▶ **WORK TO BE COMPLETED**
Check every line of the material for the word "falls". Copy those that have it.

▶ **MATERIAL PROVIDED**
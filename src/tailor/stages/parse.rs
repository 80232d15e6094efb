// SPDX-License-Identifier: MIT

use super::{decode, lenient_text};
use crate::adk::analyst::Analyst;
use crate::adk::error::TailorError;
use crate::tailor::prompts;
use crate::tailor::workflow::stage::{Stage, StageOutput};
use crate::tailor::workflow::state::{Field, PipelineState, StateUpdate};
use crate::tailor::workflow::types::{
    DocumentSection, ParsedDocument, StageError, StageName, WorkflowStage,
};
use async_trait::async_trait;
use serde::Deserialize;
use serde_json::{Map, Value};
use std::sync::Arc;

#[derive(Debug, Default, Deserialize)]
#[serde(default)]
struct ParseDraft {
    contact_info: Map<String, Value>,
    sections: Vec<SectionDraft>,
    all_keywords: Vec<String>,
}

#[derive(Debug, Default, Deserialize)]
#[serde(default)]
struct SectionDraft {
    #[serde(alias = "name")]
    section_name: String,
    #[serde(alias = "kind")]
    section_type: String,
    content: Value,
    keywords: Vec<String>,
}

/// Splits the source document into sections and collects its keywords
pub struct ParseDocument {
    analyst: Arc<dyn Analyst>,
    max_tokens: u32,
}

impl ParseDocument {
    pub fn new(analyst: Arc<dyn Analyst>, max_tokens: u32) -> Self {
        Self {
            analyst,
            max_tokens,
        }
    }

    async fn parse(&self, document: &str) -> Result<(ParsedDocument, Vec<DocumentSection>), TailorError> {
        let response = self
            .analyst
            .generate_structured(
                &prompts::parse_document_prompt(document),
                prompts::PARSE_SYSTEM_PROMPT,
                self.max_tokens,
            )
            .await?;
        let draft: ParseDraft = decode(response)?;

        let sections: Vec<DocumentSection> = draft
            .sections
            .into_iter()
            .map(|s| DocumentSection {
                name: s.section_name,
                kind: if s.section_type.is_empty() {
                    "other".to_string()
                } else {
                    s.section_type
                },
                content: lenient_text(&s.content),
                keywords: s.keywords,
            })
            .collect();

        let parsed = ParsedDocument {
            contact_info: draft.contact_info,
            keywords: draft.all_keywords,
            section_count: sections.len(),
        };
        Ok((parsed, sections))
    }
}

#[async_trait]
impl Stage for ParseDocument {
    fn name(&self) -> StageName {
        StageName::ParseDocument
    }

    fn writes(&self) -> &'static [Field] {
        &[
            Field::ParsedDocument,
            Field::DocumentSections,
            Field::WorkflowStage,
        ]
    }

    async fn run(&self, state: &PipelineState) -> StageOutput {
        let mut update = StateUpdate::stage(WorkflowStage::Parsing);

        match self.parse(&state.source_document).await {
            Ok((parsed, sections)) => {
                log::info!(
                    "Parsed {} sections, {} keywords",
                    sections.len(),
                    parsed.keywords.len()
                );
                update.parsed_document = Some(parsed);
                update.document_sections = Some(sections);
                StageOutput::ok(update)
            }
            Err(e) => {
                update.document_sections = Some(Vec::new());
                StageOutput::failed(update, StageError::capability(self.name(), e.to_string()))
            }
        }
    }
}

#[cfg(test)]
mod tests {
    use super::*;
    use crate::tailor::stages::testing::ScriptedAnalyst;
    use serde_json::json;

    #[tokio::test]
    async fn test_parse_sections() {
        let analyst = ScriptedAnalyst::new().respond(
            prompts::PARSE_SYSTEM_PROMPT,
            json!({
                "contact_info": {"name": "Ada"},
                "sections": [
                    {"section_name": "Experience", "section_type": "experience",
                     "content": "Built compilers", "keywords": ["compilers"]},
                    {"section_name": "Misc", "content": {"x": 1}}
                ],
                "all_keywords": ["compilers", "rust"]
            }),
        );
        let stage = ParseDocument::new(Arc::new(analyst), 4096);

        let output = stage.run(&PipelineState::new("doc", "reqs")).await;
        assert!(!output.is_failure());

        let sections = output.update.document_sections.unwrap();
        assert_eq!(sections.len(), 2);
        assert_eq!(sections[1].kind, "other");
        assert_eq!(sections[1].content, "{\"x\":1}");

        let parsed = output.update.parsed_document.unwrap();
        assert_eq!(parsed.section_count, 2);
        assert_eq!(parsed.contact_info["name"], "Ada");
        assert_eq!(output.update.workflow_stage, Some(WorkflowStage::Parsing));
    }

    #[tokio::test]
    async fn test_capability_failure() {
        let analyst = ScriptedAnalyst::new().fail(prompts::PARSE_SYSTEM_PROMPT, "timeout");
        let stage = ParseDocument::new(Arc::new(analyst), 4096);

        let output = stage.run(&PipelineState::new("doc", "reqs")).await;
        assert_eq!(output.failures.len(), 1);
        assert_eq!(output.failures[0].stage, StageName::ParseDocument);
        assert!(output.failures[0].to_string().starts_with("Document Parser error:"));
        assert_eq!(output.update.document_sections, Some(vec![]));
        assert!(output.update.parsed_document.is_none());
    }
}
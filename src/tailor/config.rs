// SPDX-License-Identifier: MIT

//! Pipeline configuration
//!
//! Loaded from an optional YAML file, then overridden from the environment.
//! Credentials are never read from the file.

use crate::adk::error::TailorError;
use serde::{Deserialize, Serialize};
use std::fs;
use std::path::Path;

pub const DEFAULT_MODEL: &str = "claude-sonnet-4-5-20250929";

#[derive(Debug, Clone, PartialEq, Default, Serialize, Deserialize)]
#[serde(default)]
pub struct PipelineConfig {
    pub model: ModelSettings,
    pub limits: InputLimits,
    pub tokens: TokenBudgets,
}

#[derive(Debug, Clone, PartialEq, Serialize, Deserialize)]
#[serde(default)]
pub struct ModelSettings {
    pub name: String,
    pub base_url: Option<String>,
    pub temperature: f32,
}

impl Default for ModelSettings {
    fn default() -> Self {
        Self {
            name: DEFAULT_MODEL.to_string(),
            base_url: None,
            temperature: crate::adk::analyst::STRUCTURED_TEMPERATURE,
        }
    }
}

/// Minimum input sizes, in characters
#[derive(Debug, Clone, PartialEq, Serialize, Deserialize)]
#[serde(default)]
pub struct InputLimits {
    pub min_document_len: usize,
    pub min_requirements_len: usize,
}

impl Default for InputLimits {
    fn default() -> Self {
        Self {
            min_document_len: 100,
            min_requirements_len: 50,
        }
    }
}

/// `max_tokens` per analysis stage
#[derive(Debug, Clone, PartialEq, Serialize, Deserialize)]
#[serde(default)]
pub struct TokenBudgets {
    pub parse: u32,
    pub requirements: u32,
    pub gaps: u32,
    pub recommendations: u32,
    pub apply: u32,
}

impl Default for TokenBudgets {
    fn default() -> Self {
        Self {
            parse: 4096,
            requirements: 4096,
            gaps: 4096,
            recommendations: 4096,
            apply: 8192,
        }
    }
}

impl PipelineConfig {
    /// Load from a YAML file and apply environment overrides
    pub fn load<P: AsRef<Path>>(path: Option<P>) -> Result<Self, TailorError> {
        let mut config = match path {
            Some(path) => {
                let path = path.as_ref();
                let content = fs::read_to_string(path).map_err(|e| {
                    TailorError::config(format!("cannot read {}: {}", path.display(), e))
                })?;
                Self::parse_yaml(&content)?
            }
            None => Self::default(),
        };
        config.apply_env_overrides(|key| std::env::var(key).ok());
        Ok(config)
    }

    pub fn parse_yaml(content: &str) -> Result<Self, TailorError> {
        let config: PipelineConfig = serde_yaml::from_str(content)?;
        config.validate()?;
        Ok(config)
    }

    /// Override settings from `CLAUDE_MODEL` and `ANTHROPIC_BASE_URL`
    pub fn apply_env_overrides<F>(&mut self, lookup: F)
    where
        F: Fn(&str) -> Option<String>,
    {
        if let Some(model) = lookup("CLAUDE_MODEL").filter(|v| !v.trim().is_empty()) {
            log::debug!("Model overridden from environment: {}", model);
            self.model.name = model;
        }
        if let Some(url) = lookup("ANTHROPIC_BASE_URL").filter(|v| !v.trim().is_empty()) {
            self.model.base_url = Some(url);
        }
    }

    fn validate(&self) -> Result<(), TailorError> {
        if self.model.name.trim().is_empty() {
            return Err(TailorError::config("model.name must not be empty"));
        }
        if !(0.0..=1.0).contains(&self.model.temperature) {
            return Err(TailorError::config(format!(
                "model.temperature must be between 0 and 1, got {}",
                self.model.temperature
            )));
        }
        Ok(())
    }
}

#[cfg(test)]
mod tests {
    use super::*;
    use std::collections::HashMap;

    #[test]
    fn test_defaults() {
        let config = PipelineConfig::default();
        assert_eq!(config.model.name, DEFAULT_MODEL);
        assert_eq!(config.limits.min_document_len, 100);
        assert_eq!(config.limits.min_requirements_len, 50);
        assert_eq!(config.tokens.apply, 8192);
        assert_eq!(config.tokens.gaps, 4096);
    }

    #[test]
    fn test_partial_yaml() {
        let yaml = r#"
model:
  temperature: 0.1
tokens:
  apply: 16000
"#;
        let config = PipelineConfig::parse_yaml(yaml).unwrap();
        assert_eq!(config.model.name, DEFAULT_MODEL);
        assert_eq!(config.model.temperature, 0.1);
        assert_eq!(config.tokens.apply, 16000);
        assert_eq!(config.tokens.parse, 4096);
        assert_eq!(config.limits, InputLimits::default());
    }

    #[test]
    fn test_invalid_temperature() {
        let err = PipelineConfig::parse_yaml("model:\n  temperature: 3.0\n").unwrap_err();
        assert!(err.to_string().contains("temperature"));
    }

    #[test]
    fn test_env_overrides() {
        let env: HashMap<&str, &str> = [
            ("CLAUDE_MODEL", "claude-test"),
            ("ANTHROPIC_BASE_URL", "http://localhost:9999"),
        ]
        .into_iter()
        .collect();

        let mut config = PipelineConfig::default();
        config.apply_env_overrides(|k| env.get(k).map(|v| v.to_string()));
        assert_eq!(config.model.name, "claude-test");
        assert_eq!(config.model.base_url.as_deref(), Some("http://localhost:9999"));

        // Blank values are ignored
        let mut config = PipelineConfig::default();
        config.apply_env_overrides(|_| Some(" ".to_string()));
        assert_eq!(config.model.name, DEFAULT_MODEL);
        assert!(config.model.base_url.is_none());
    }

    #[test]
    fn test_load_missing_file() {
        let err = PipelineConfig::load(Some("/nonexistent/tailor.yaml")).unwrap_err();
        assert!(matches!(err, TailorError::Config(_)));
    }
}
// SPDX-License-Identifier: MIT

//! Graph-based workflow execution
//!
//! Stages are wired into a `StateGraph`, validated once by `compile`, and the
//! resulting `CompiledGraph` walks edges from the entry stage to the terminal.

mod builder;
pub mod executor;

pub use builder::{Edge, StateGraph};
pub use executor::{CompiledGraph, CompiledNode, GraphRun, MAX_STEPS};
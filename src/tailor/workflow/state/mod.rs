// SPDX-License-Identifier: MIT

//! State management for the pipeline
//!
//! This module provides:
//! - `Field` / `FieldKind` - the fixed field set and each field's merge policy
//! - `PipelineState` - the record threaded through every stage
//! - `StateUpdate` - a stage's partial output, merged by the engine

mod schema;
mod store;

pub use schema::{Field, FieldKind};
pub use store::{PipelineState, StateUpdate};
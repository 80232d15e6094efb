// SPDX-License-Identifier: MIT

//! Model module - defines the LLM model trait and shared message types
//!
//! Model implementations live in their own submodules:
//! - [anthropic] - Anthropic's Claude Messages API

pub mod anthropic;

use crate::adk::error::TailorError;
use async_trait::async_trait;
use serde::{Deserialize, Serialize};

/// Configuration for model generation
#[derive(Debug, Clone, Serialize, Deserialize, Default)]
pub struct GenerationConfig {
    pub temperature: Option<f32>,
    pub max_output_tokens: Option<u32>,
    pub top_p: Option<f32>,
    pub top_k: Option<u32>,
}

/// A message in the conversation
#[derive(Debug, Clone, Serialize, Deserialize)]
pub struct Content {
    pub role: String,
    pub parts: Vec<Part>,
}

impl Content {
    /// A single-part text message
    pub fn text(role: &str, text: impl Into<String>) -> Self {
        Self {
            role: role.to_string(),
            parts: vec![Part::Text(text.into())],
        }
    }

    /// Concatenate every text part, skipping thinking blocks
    pub fn joined_text(&self) -> String {
        self.parts
            .iter()
            .filter_map(|p| match p {
                Part::Text(t) => Some(t.as_str()),
                Part::Thinking(_) => None,
            })
            .collect::<Vec<_>>()
            .join("")
    }
}

/// Parts of a message
#[derive(Debug, Clone, Serialize, Deserialize)]
pub enum Part {
    /// Regular text output from the model
    Text(String),
    /// Thinking/reasoning content from thinking models
    Thinking(String),
}

/// Core trait for LLM model implementations
#[async_trait]
pub trait Model: Send + Sync {
    /// Provider name used in logs and API errors
    fn provider(&self) -> &str;

    async fn generate_content(
        &self,
        history: &[Content],
        config: Option<&GenerationConfig>,
    ) -> Result<Content, TailorError>;
}

#[cfg(test)]
mod tests {
    use super::*;

    #[test]
    fn test_joined_text_skips_thinking() {
        let content = Content {
            role: "model".to_string(),
            parts: vec![
                Part::Thinking("hmm".to_string()),
                Part::Text("{\"a\":".to_string()),
                Part::Text("1}".to_string()),
            ],
        };
        assert_eq!(content.joined_text(), "{\"a\":1}");
    }
}
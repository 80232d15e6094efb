//! Anthropic Model - Claude Messages API implementation

use super::{Content, GenerationConfig, Model, Part};
use crate::adk::error::{ModelError, TailorError};
use async_trait::async_trait;
use reqwest::Client;
use serde_json::json;
use std::env;

const DEFAULT_BASE_URL: &str = "https://api.anthropic.com/v1";
const DEFAULT_MAX_TOKENS: u32 = 4096;

/// Anthropic Claude model implementation
pub struct AnthropicModel {
    client: Client,
    api_key: String,
    model_name: String,
    base_url: String,
}

impl AnthropicModel {
    /// Create a new AnthropicModel
    ///
    /// Requires `ANTHROPIC_API_KEY` environment variable to be set.
    /// Optionally uses `ANTHROPIC_BASE_URL` for custom endpoints.
    pub fn new(model_name: String) -> Result<Self, TailorError> {
        let base_url = env::var("ANTHROPIC_BASE_URL").ok();
        Self::with_base_url(model_name, base_url)
    }

    /// Create a model with an explicit base URL (falls back to the public endpoint)
    pub fn with_base_url(
        model_name: String,
        base_url: Option<String>,
    ) -> Result<Self, TailorError> {
        let api_key = env::var("ANTHROPIC_API_KEY")
            .map_err(|_| ModelError::ApiKeyMissing("anthropic".to_string()))?;

        Ok(Self {
            client: Client::new(),
            api_key,
            model_name,
            base_url: base_url.unwrap_or_else(|| DEFAULT_BASE_URL.to_string()),
        })
    }

    /// Name of the model requests are sent to
    pub fn model_name(&self) -> &str {
        &self.model_name
    }

    /// Extract system message from history
    fn extract_system_message(history: &[Content]) -> Option<String> {
        history
            .iter()
            .find(|c| c.role == "system")
            .and_then(|c| c.parts.first())
            .and_then(|p| match p {
                Part::Text(t) => Some(t.clone()),
                _ => None,
            })
    }

    /// Convert internal Content to Anthropic message format
    fn content_to_anthropic_message(content: &Content) -> Option<serde_json::Value> {
        // System prompt travels in its own top-level field
        if content.role == "system" {
            return None;
        }

        let role = match content.role.as_str() {
            "user" => "user",
            "model" => "assistant",
            other => other,
        };

        let message_content: Vec<serde_json::Value> = content
            .parts
            .iter()
            .map(|part| match part {
                Part::Text(t) => json!({ "type": "text", "text": t }),
                Part::Thinking(t) => json!({ "type": "thinking", "thinking": t }),
            })
            .collect();

        Some(json!({
            "role": role,
            "content": message_content
        }))
    }

    /// Build the request body for the Messages endpoint
    fn build_request_body(
        &self,
        history: &[Content],
        config: Option<&GenerationConfig>,
    ) -> serde_json::Value {
        let messages: Vec<serde_json::Value> = history
            .iter()
            .filter_map(Self::content_to_anthropic_message)
            .collect();

        let mut body = json!({
            "model": self.model_name,
            "messages": messages,
            "max_tokens": config
                .and_then(|c| c.max_output_tokens)
                .unwrap_or(DEFAULT_MAX_TOKENS)
        });

        if let Some(sys) = Self::extract_system_message(history) {
            body["system"] = json!(sys);
        }

        if let Some(cfg) = config {
            if let Some(temp) = cfg.temperature {
                body["temperature"] = json!(temp);
            }
            if let Some(top_p) = cfg.top_p {
                body["top_p"] = json!(top_p);
            }
            if let Some(top_k) = cfg.top_k {
                body["top_k"] = json!(top_k);
            }
        }

        body
    }

    /// Parse Anthropic response into Content
    fn parse_anthropic_response(response: &serde_json::Value) -> Result<Content, TailorError> {
        let content_blocks = response["content"].as_array().ok_or_else(|| {
            ModelError::InvalidResponse("No content in Anthropic response".to_string())
        })?;

        let mut parts = Vec::new();

        for block in content_blocks {
            match block["type"].as_str() {
                Some("text") => {
                    if let Some(text) = block["text"].as_str() {
                        if !text.is_empty() {
                            parts.push(Part::Text(text.to_string()));
                        }
                    }
                }
                Some("thinking") => {
                    if let Some(thinking) = block["thinking"].as_str() {
                        if !thinking.is_empty() {
                            parts.push(Part::Thinking(thinking.to_string()));
                        }
                    }
                }
                _ => {}
            }
        }

        if let Some(stop_reason) = response["stop_reason"].as_str() {
            log::debug!("Anthropic stop reason: {}", stop_reason);
            if stop_reason == "max_tokens" {
                log::warn!("Anthropic response was truncated at max_tokens");
            }
        }

        Ok(Content {
            role: "model".to_string(),
            parts,
        })
    }
}

#[async_trait]
impl Model for AnthropicModel {
    fn provider(&self) -> &str {
        "anthropic"
    }

    async fn generate_content(
        &self,
        history: &[Content],
        config: Option<&GenerationConfig>,
    ) -> Result<Content, TailorError> {
        let url = format!("{}/messages", self.base_url);
        let body = self.build_request_body(history, config);

        log::debug!(
            "Anthropic request body: {}",
            serde_json::to_string_pretty(&body).unwrap_or_default()
        );

        let resp = self
            .client
            .post(&url)
            .header("x-api-key", &self.api_key)
            .header("anthropic-version", "2023-06-01")
            .header("Content-Type", "application/json")
            .json(&body)
            .send()
            .await?;

        if !resp.status().is_success() {
            let status = resp.status();
            let text = resp.text().await?;
            return Err(TailorError::api(
                self.provider(),
                format!("{}: {}", status, text),
            ));
        }

        let resp_json: serde_json::Value = resp.json().await?;
        log::debug!("Anthropic response: {}", resp_json);

        Self::parse_anthropic_response(&resp_json)
    }
}
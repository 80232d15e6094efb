// SPDX-License-Identifier: MIT

//! Pipeline facade
//!
//! Wires the stages into the full graph and the apply-only graph, and
//! implements the two-phase checkpoint protocol on top of them.

use crate::adk::analyst::Analyst;
use crate::adk::error::{GraphError, TailorError};
use crate::tailor::config::PipelineConfig;
use crate::tailor::stages::{
    AnalyzeGaps, AnalyzeRequirements, ApplyRecommendations, Finalize, GenerateRecommendations,
    ParseDocument, SelectGaps, ValidateInputs,
};
use crate::tailor::workflow::checkpoint::{ApprovalPolicy, Selector};
use crate::tailor::workflow::graph::{CompiledGraph, GraphRun, StateGraph};
use crate::tailor::workflow::router::{
    AbortFirst, ApplyOrSkip, ContinueOrAbort, ContinueOrEnd, Route, SelectOrSkipSelection,
};
use crate::tailor::workflow::stage::Stage;
use crate::tailor::workflow::state::PipelineState;
use crate::tailor::workflow::types::{Severity, StageName};
use std::sync::Arc;

/// One instance of every stage, shared by both graphs
pub struct StageSet {
    pub validate: Arc<dyn Stage>,
    pub parse: Arc<dyn Stage>,
    pub requirements: Arc<dyn Stage>,
    pub gaps: Arc<dyn Stage>,
    pub select_gaps: Arc<dyn Stage>,
    pub recommend: Arc<dyn Stage>,
    pub apply: Arc<dyn Stage>,
    pub finalize: Arc<dyn Stage>,
}

impl StageSet {
    pub fn new(
        analyst: Arc<dyn Analyst>,
        config: &PipelineConfig,
        gap_selector: Option<Arc<dyn Selector>>,
        approval: ApprovalPolicy,
    ) -> Self {
        let tokens = &config.tokens;
        Self {
            validate: Arc::new(ValidateInputs::new(config.limits.clone())),
            parse: Arc::new(ParseDocument::new(analyst.clone(), tokens.parse)),
            requirements: Arc::new(AnalyzeRequirements::new(
                analyst.clone(),
                tokens.requirements,
            )),
            gaps: Arc::new(AnalyzeGaps::new(analyst.clone(), tokens.gaps)),
            select_gaps: Arc::new(SelectGaps::new(gap_selector)),
            recommend: Arc::new(GenerateRecommendations::new(
                analyst.clone(),
                tokens.recommendations,
            )),
            apply: Arc::new(ApplyRecommendations::new(analyst, tokens.apply, approval)),
            finalize: Arc::new(Finalize),
        }
    }
}

/// validate → parse → requirements → gaps → [select] → recommend → [apply] → finalize
pub fn full_graph(stages: &StageSet) -> Result<CompiledGraph, GraphError> {
    let mut graph = StateGraph::new("tailor");
    graph
        .add_stage(stages.validate.clone())
        .add_stage(stages.parse.clone())
        .add_stage(stages.requirements.clone())
        .add_stage(stages.gaps.clone())
        .add_stage(stages.select_gaps.clone())
        .add_stage(stages.recommend.clone())
        .add_stage(stages.apply.clone())
        .add_stage(stages.finalize.clone())
        .set_entry(StageName::Validate)
        .add_conditional_edges(
            StageName::Validate,
            Arc::new(ContinueOrEnd),
            [
                (Route::Continue, StageName::ParseDocument),
                (Route::End, StageName::Finalize),
            ],
        )
        .add_conditional_edges(
            StageName::ParseDocument,
            Arc::new(ContinueOrAbort),
            [
                (Route::Continue, StageName::AnalyzeRequirements),
                (Route::Abort, StageName::Finalize),
            ],
        )
        .add_conditional_edges(
            StageName::AnalyzeRequirements,
            Arc::new(ContinueOrAbort),
            [
                (Route::Continue, StageName::AnalyzeGaps),
                (Route::Abort, StageName::Finalize),
            ],
        )
        .add_conditional_edges(
            StageName::AnalyzeGaps,
            Arc::new(AbortFirst::new(SelectOrSkipSelection)),
            [
                (Route::Abort, StageName::Finalize),
                (Route::SelectGaps, StageName::SelectGaps),
                (
                    Route::GenerateRecommendations,
                    StageName::GenerateRecommendations,
                ),
            ],
        )
        .add_conditional_edges(
            StageName::SelectGaps,
            Arc::new(ContinueOrAbort),
            [
                (Route::Continue, StageName::GenerateRecommendations),
                (Route::Abort, StageName::Finalize),
            ],
        )
        .add_conditional_edges(
            StageName::GenerateRecommendations,
            Arc::new(AbortFirst::new(ApplyOrSkip)),
            [
                (Route::Abort, StageName::Finalize),
                (Route::ApplyEdits, StageName::Apply),
                (Route::SkipEdits, StageName::Finalize),
            ],
        )
        .add_edge(StageName::Apply, StageName::Finalize)
        .set_finish(StageName::Finalize);
    graph.compile()
}

/// apply → finalize, for resuming from a saved state
pub fn apply_only_graph(stages: &StageSet) -> Result<CompiledGraph, GraphError> {
    let mut graph = StateGraph::new("tailor-apply");
    graph
        .add_stage(stages.apply.clone())
        .add_stage(stages.finalize.clone())
        .set_entry(StageName::Apply)
        .add_edge(StageName::Apply, StageName::Finalize)
        .set_finish(StageName::Finalize);
    graph.compile()
}

/// Raw inputs of a run
#[derive(Debug, Clone, Default)]
pub struct PipelineInputs {
    pub document: String,
    pub requirements: String,
    pub document_path: Option<String>,
    pub requirements_path: Option<String>,
}

impl PipelineInputs {
    pub fn new(document: impl Into<String>, requirements: impl Into<String>) -> Self {
        Self {
            document: document.into(),
            requirements: requirements.into(),
            ..Default::default()
        }
    }
}

/// Gap checkpoint behavior for a run
#[derive(Debug, Clone, Copy)]
pub struct RunOptions {
    pub interactive_gap_selection: bool,
    pub auto_gap_severity: Option<Severity>,
}

impl Default for RunOptions {
    fn default() -> Self {
        Self {
            interactive_gap_selection: true,
            auto_gap_severity: None,
        }
    }
}

pub struct Pipeline {
    full: CompiledGraph,
    apply_only: CompiledGraph,
}

impl Pipeline {
    pub fn new(stages: StageSet) -> Result<Self, TailorError> {
        Ok(Self {
            full: full_graph(&stages)?,
            apply_only: apply_only_graph(&stages)?,
        })
    }

    pub fn initial_state(inputs: &PipelineInputs, options: &RunOptions) -> PipelineState {
        PipelineState::new(inputs.document.clone(), inputs.requirements.clone())
            .with_paths(
                inputs.document_path.clone(),
                inputs.requirements_path.clone(),
            )
            .with_gap_selection(options.interactive_gap_selection, options.auto_gap_severity)
    }

    /// Run the full graph on fresh inputs
    pub async fn run(
        &self,
        inputs: &PipelineInputs,
        options: &RunOptions,
    ) -> Result<GraphRun, TailorError> {
        self.full.invoke(Self::initial_state(inputs, options)).await
    }

    /// Resume with the caller's recommendation choice
    ///
    /// A resumable `previous` state goes through the apply-only graph. Anything
    /// else falls back to a full run with the selection pre-supplied.
    pub async fn apply_selection(
        &self,
        previous: Option<PipelineState>,
        inputs: &PipelineInputs,
        accepted: Vec<String>,
    ) -> Result<GraphRun, TailorError> {
        match previous {
            Some(mut state) if state.is_resumable() => {
                log::info!(
                    "Resuming run {} with {} accepted recommendations",
                    state.run_id,
                    accepted.len()
                );
                state.accepted_recommendations = Some(accepted);
                state.awaiting_selection = false;
                self.apply_only.invoke(state).await
            }
            previous => {
                log::warn!(
                    "{}, re-running the full pipeline with the selection pre-supplied",
                    if previous.is_some() {
                        "Saved state has no recommendations or no source document"
                    } else {
                        "No saved state"
                    }
                );
                let options = RunOptions {
                    interactive_gap_selection: false,
                    auto_gap_severity: None,
                };
                let mut state = Self::initial_state(inputs, &options);
                state.accepted_recommendations = Some(accepted);
                self.full.invoke(state).await
            }
        }
    }

    /// Finish a run suspended at the pre-apply checkpoint
    ///
    /// Declining every recommendation ends the run as suspended: no edit
    /// phase, no modified document.
    pub async fn resume_deferred(
        &self,
        mut run: GraphRun,
        inputs: &PipelineInputs,
        accepted: Vec<String>,
    ) -> Result<GraphRun, TailorError> {
        if !run.state.awaiting_selection {
            return Ok(run);
        }
        if !accepted.is_empty() {
            return self.apply_selection(Some(run.state), inputs, accepted).await;
        }

        log::info!("No recommendations accepted, skipping the edit phase");
        let state = &mut run.state;
        state.awaiting_selection = false;
        state.accepted_recommendations = Some(Vec::new());
        state.rejected_recommendations =
            Some(state.recommendations.iter().map(|r| r.id.clone()).collect());
        Ok(run)
    }

    pub fn full_graph(&self) -> &CompiledGraph {
        &self.full
    }

    pub fn apply_only_graph(&self) -> &CompiledGraph {
        &self.apply_only
    }
}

▶ **RESULT OF THE TASK**
    /// Create a model with an explicit base URL (falls back to the public endpoint)
    /// else falls back to a full run with the selection pre-supplied.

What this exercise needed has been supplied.